In total, how many lines of the data contain the word "Some"? Only that number is wanted.

Source records
◇ ◇ ◇ ◇ ◇ ◇ ◇
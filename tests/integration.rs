use std::path::PathBuf;

use bracewise::driver::{Host, HostMessage};
use bracewise::{
    load_settings, Document, Editor, EditorConfig, Key, Settings, Span, Style, SuggestionItem,
    TextBuffer,
};
use expect_test::expect;
use tokio::time::Instant;

// ---------------------------------------------------------------------------
// Helpers
// ---------------------------------------------------------------------------

/// Render the buffer with template highlights as `<v>…</v>`, bold as
/// `<b>…</b>` and the caret as `|`, followed by a line describing the
/// suggestion session.
fn render(host: &Host) -> String {
    let summary = host.summary();
    let chars: Vec<char> = summary.text.chars().collect();
    let starts = |spans: &[Span], i: usize| spans.iter().any(|s| s.start == i);
    let ends = |spans: &[Span], i: usize| spans.iter().any(|s| s.end == i);

    let mut out = String::new();
    for i in 0..=chars.len() {
        if ends(&summary.bold, i) {
            out.push_str("</b>");
        }
        if ends(&summary.highlights, i) {
            out.push_str("</v>");
        }
        if summary.caret == Some(i) {
            out.push('|');
        }
        if starts(&summary.highlights, i) {
            out.push_str("<v>");
        }
        if starts(&summary.bold, i) {
            out.push_str("<b>");
        }
        if let Some(c) = chars.get(i) {
            out.push(*c);
        }
    }

    let session = &summary.session;
    let state = if session.open {
        format!(
            "open {:?} [{}] selected={}",
            session.query,
            session.items.join(", "),
            session.selected
        )
    } else {
        "closed".to_string()
    };
    format!("{}\nsession: {}", out, state)
}

fn host_with(items: Vec<SuggestionItem>, buffer: TextBuffer) -> Host {
    let config = EditorConfig::with_suggestions(items).unwrap();
    Host::new(Editor::new(config), buffer)
}

/// The two comparison functions used throughout.
fn host() -> Host {
    host_with(
        vec![
            SuggestionItem::new(1, "eq(a,b)", "eq(a, b)"),
            SuggestionItem::new(2, "gt(a,b)", "gt(a, b)"),
        ],
        TextBuffer::new(),
    )
}

fn fixture(name: &str) -> PathBuf {
    PathBuf::from(env!("CARGO_MANIFEST_DIR"))
        .join("tests/fixtures")
        .join(name)
}

/// Apply messages in order, then flush every pending step.
fn play(host: &mut Host, messages: Vec<HostMessage>) {
    let now = Instant::now();
    for message in messages {
        host.apply(message, now);
    }
    host.apply(HostMessage::Flush, now);
}

fn text(value: &str) -> HostMessage {
    HostMessage::Text {
        value: value.to_string(),
    }
}

fn key(key: Key) -> HostMessage {
    HostMessage::Key { key }
}

// ---------------------------------------------------------------------------
// Tests: highlighting
// ---------------------------------------------------------------------------

#[test]
fn highlights_complete_templates_only() {
    let mut host = host();
    play(&mut host, vec![text("Hi {{name}} and {{x")]);
    let expected = expect![[r#"
        Hi <v>{{name}}</v> and {{x|
        session: open "x" [] selected=0"#]];
    expected.assert_eq(&render(&host));
}

#[test]
fn highlight_repaint_is_idempotent() {
    let mut host = host();
    play(&mut host, vec![text("{{a}} {{b}}")]);
    let first = render(&host);
    play(&mut host, vec![HostMessage::Flush]);
    assert_eq!(render(&host), first);
    assert_eq!(
        host.buffer.style_spans(Style::Variable),
        vec![Span::new(0, 5), Span::new(6, 11)]
    );
}

#[test]
fn breaking_a_template_clears_its_highlight() {
    let mut host = host();
    play(
        &mut host,
        vec![text("{{a}} {{b}}"), HostMessage::Backspace],
    );
    let expected = expect![[r#"
        <v>{{a}}</v> {{b}|
        session: open "b}" [] selected=0"#]];
    expected.assert_eq(&render(&host));
}

// ---------------------------------------------------------------------------
// Tests: suggestion sessions
// ---------------------------------------------------------------------------

#[test]
fn typing_a_complete_template_leaves_session_closed() {
    let mut host = host();
    play(&mut host, vec![text("{{ab}}")]);
    let expected = expect![[r#"
        <v>{{ab}}</v>|
        session: closed"#]];
    expected.assert_eq(&render(&host));
}

#[test]
fn query_filters_suggestions() {
    let mut host = host();
    play(&mut host, vec![text("{{e")]);
    let expected = expect![[r#"
        {{e|
        session: open "e" [eq(a,b)] selected=0"#]];
    expected.assert_eq(&render(&host));
}

#[test]
fn enter_inserts_selected_suggestion() {
    let mut host = host();
    play(&mut host, vec![text("{{e"), key(Key::Enter)]);
    let expected = expect![[r#"
        <v>{{eq(a, b)}}</v>|
        session: closed"#]];
    expected.assert_eq(&render(&host));
    assert_eq!(host.buffer.selection().map(|s| s.index), Some(12));
}

#[test]
fn pointer_pick_inserts_by_id() {
    let mut host = host();
    play(
        &mut host,
        vec![
            text("x {{"),
            HostMessage::Blur { suggestions: true },
            HostMessage::Hover { index: 1 },
            HostMessage::Pick { id: 2.into() },
        ],
    );
    let expected = expect![[r#"
        x <v>{{gt(a, b)}}</v>|
        session: closed"#]];
    expected.assert_eq(&render(&host));
}

#[test]
fn arrow_down_is_clamped_at_last_item() {
    let mut host = host();
    play(
        &mut host,
        vec![
            text("{{"),
            key(Key::ArrowDown),
            key(Key::ArrowDown),
            key(Key::ArrowDown),
        ],
    );
    let expected = expect![[r#"
        {{|
        session: open "" [eq(a,b), gt(a,b)] selected=1"#]];
    expected.assert_eq(&render(&host));

    play(&mut host, vec![key(Key::ArrowUp), key(Key::ArrowUp)]);
    assert_eq!(host.editor.session().selected_index, 0);
}

#[test]
fn escape_closes_without_editing() {
    let mut host = host();
    play(&mut host, vec![text("{{e"), key(Key::Escape)]);
    let expected = expect![[r#"
        {{e|
        session: closed"#]];
    expected.assert_eq(&render(&host));
}

#[test]
fn reopening_same_query_restores_selection() {
    let mut host = host();
    play(
        &mut host,
        vec![text("{{"), key(Key::ArrowDown), key(Key::Escape)],
    );
    assert!(!host.editor.session().is_open);

    play(&mut host, vec![HostMessage::Select { index: 2, length: 0 }]);
    assert!(host.editor.session().is_open);
    assert_eq!(host.editor.session().selected_index, 1);

    play(&mut host, vec![text("g")]);
    let expected = expect![[r#"
        {{g|
        session: open "g" [gt(a,b)] selected=0"#]];
    expected.assert_eq(&render(&host));
}

#[test]
fn blurring_elsewhere_closes_session() {
    let mut host = host();
    play(
        &mut host,
        vec![text("{{"), HostMessage::Blur { suggestions: false }],
    );
    assert!(!host.editor.session().is_open);
    assert_eq!(host.buffer.text(), "{{");
}

#[test]
fn host_deleting_the_trigger_closes_session() {
    let mut host = host();
    play(&mut host, vec![text("abc {{e")]);
    assert!(host.editor.session().is_open);

    host.buffer.delete_text(0, 7).unwrap();
    play(&mut host, vec![]);
    let expected = expect![[r#"
        |
        session: closed"#]];
    expected.assert_eq(&render(&host));
    assert_eq!(host.editor.session().trigger_start, None);
}

#[test]
fn caret_inside_typed_closing_keeps_session_closed() {
    let mut host = host();
    play(
        &mut host,
        vec![text("{{e}}"), HostMessage::Select { index: 4, length: 0 }],
    );
    let expected = expect![[r#"
        <v>{{e}|}</v>
        session: closed"#]];
    expected.assert_eq(&render(&host));
}

#[test]
fn enter_passes_through_when_closed() {
    let mut host = host();
    play(&mut host, vec![text("ab"), key(Key::Enter)]);
    assert_eq!(host.buffer.text(), "ab\n");
}

// ---------------------------------------------------------------------------
// Tests: markdown shortcuts
// ---------------------------------------------------------------------------

#[test]
fn typing_asterisk_pair_bolds_interior() {
    let mut host = host();
    play(&mut host, vec![text("*bold*")]);
    let expected = expect![[r#"
        *<b>bold</b>*|
        session: closed"#]];
    expected.assert_eq(&render(&host));
}

#[test]
fn deleting_delimiter_keeps_manual_bold() {
    let mut buffer = TextBuffer::with_text("manual ");
    buffer.format_range(0, 6, Style::Bold, true).unwrap();
    let mut host = host_with(Vec::new(), buffer);

    play(&mut host, vec![text("*bold*")]);
    let expected = expect![[r#"
        <b>manual</b> *<b>bold</b>*|
        session: closed"#]];
    expected.assert_eq(&render(&host));

    play(&mut host, vec![HostMessage::Backspace]);
    let expected = expect![[r#"
        <b>manual</b> *bold|
        session: closed"#]];
    expected.assert_eq(&render(&host));
}

#[test]
fn asterisk_wraps_selection() {
    let mut host = host_with(Vec::new(), TextBuffer::with_text("make this bold"));
    play(
        &mut host,
        vec![
            HostMessage::Select {
                index: 5,
                length: 4,
            },
            text("*"),
        ],
    );
    let expected = expect![[r#"
        make *<b>this</b>*| bold
        session: closed"#]];
    expected.assert_eq(&render(&host));
}

// ---------------------------------------------------------------------------
// Tests: configuration
// ---------------------------------------------------------------------------

#[test]
fn fixture_settings_drive_custom_delimiters() {
    let settings = load_settings(&fixture("basic").join("bracewise.toml")).unwrap();
    let config = settings.into_config().unwrap();
    assert_eq!(config.trigger(), "<<");
    let mut host = Host::new(Editor::new(config), TextBuffer::new());

    play(&mut host, vec![text("Hi <<fir")]);
    let expected = expect![[r#"
        Hi <<fir|
        session: open "fir" [First name] selected=0"#]];
    expected.assert_eq(&render(&host));

    play(&mut host, vec![key(Key::Tab)]);
    let expected = expect![[r#"
        Hi <v><<CONTACT.first_name>></v>|
        session: closed"#]];
    expected.assert_eq(&render(&host));
}

#[test]
fn builtin_catalog_is_opt_in() {
    let settings = Settings::from_toml("[suggestions]\ninclude_builtins = true\n").unwrap();
    let mut host = Host::new(
        Editor::new(settings.into_config().unwrap()),
        TextBuffer::new(),
    );

    play(&mut host, vec![text("{{upperc"), key(Key::Enter)]);
    let expected = expect![[r#"
        <v>{{uppercase(str)}}</v>|
        session: closed"#]];
    expected.assert_eq(&render(&host));

    let plain = Settings::default().into_config().unwrap();
    assert!(plain.suggestions().is_empty());
}

#[test]
fn missing_settings_file_uses_defaults() {
    let settings = load_settings(&fixture("missing").join("bracewise.toml")).unwrap();
    let config = settings.into_config().unwrap();
    assert_eq!(config.trigger(), "{{");
    assert_eq!(config.closing(), "}}");
}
◇ ◇ ◇ ◇ ◇ ◇ ◇
WRITTEN SOLUTION:
3